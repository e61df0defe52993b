//! RFQ TUI - Request for Quote intake form
//!
//! A Ratatui-based form that collects an accountant's details, a client
//! name and the marketing work types to quote for, validates them and
//! submits the request.

mod app;
mod config;
mod platform;
mod sink;
mod state;
mod ui;

use anyhow::Result;
use app::App;
use config::RfqConfig;
use crossterm::{
    event::{self, Event, KeyCode, KeyEventKind, KeyModifiers},
    execute,
    terminal::{disable_raw_mode, enable_raw_mode, EnterAlternateScreen, LeaveAlternateScreen},
};
use ratatui::{backend::CrosstermBackend, Terminal};
use std::io;
use std::time::Duration;
use tracing_subscriber::{layer::SubscriberExt, util::SubscriberInitExt};

/// Event poll interval; also bounds how late a finished submission is noticed
const TICK: Duration = Duration::from_millis(50);

#[tokio::main]
async fn main() -> Result<()> {
    // Initialize logging
    tracing_subscriber::registry()
        .with(
            tracing_subscriber::EnvFilter::try_from_default_env()
                .unwrap_or_else(|_| "rfq_tui=info".into()),
        )
        .with(tracing_subscriber::fmt::layer().with_writer(io::stderr))
        .init();

    let config = RfqConfig::load_or_default();

    // Setup terminal
    enable_raw_mode()?;
    let mut stdout = io::stdout();
    execute!(stdout, EnterAlternateScreen)?;
    let backend = CrosstermBackend::new(stdout);
    let mut terminal = Terminal::new(backend)?;

    // Create app and run
    let mut app = App::new(&config);
    let result = run_app(&mut terminal, &mut app).await;

    // Restore terminal
    disable_raw_mode()?;
    execute!(terminal.backend_mut(), LeaveAlternateScreen)?;
    terminal.show_cursor()?;

    // Handle any errors
    if let Err(err) = result {
        eprintln!("Error: {err:?}");
        std::process::exit(1);
    }

    Ok(())
}

async fn run_app<B: ratatui::backend::Backend>(
    terminal: &mut Terminal<B>,
    app: &mut App,
) -> Result<()> {
    loop {
        // Pick up a finished submission before drawing
        app.poll_submission();

        terminal.draw(|frame| ui::draw(frame, app))?;

        // Crossterm polling blocks this thread, so hand the submission task a
        // turn of the runtime between polls
        if event::poll(Duration::ZERO)? {
            if let Event::Key(key) = event::read()? {
                // Windows reports releases too
                if key.kind != KeyEventKind::Press {
                    continue;
                }

                if key.code == KeyCode::Char('c') && key.modifiers.contains(KeyModifiers::CONTROL)
                {
                    tracing::info!("Quit requested");
                    return Ok(());
                }

                app.handle_key(key)?;
            }
        } else {
            tokio::time::sleep(TICK).await;
        }

        if app.should_quit() {
            return Ok(());
        }
    }
}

++++++

:: What to do ::
Please find, in the entries above, every line where "KeyModifiers" occurs, and copy it.

:: Task output ::
    event::{self, Event, KeyCode, KeyEventKind, KeyModifiers},
                if key.code == KeyCode::Char('c') && key.modifiers.contains(KeyModifiers::CONTROL)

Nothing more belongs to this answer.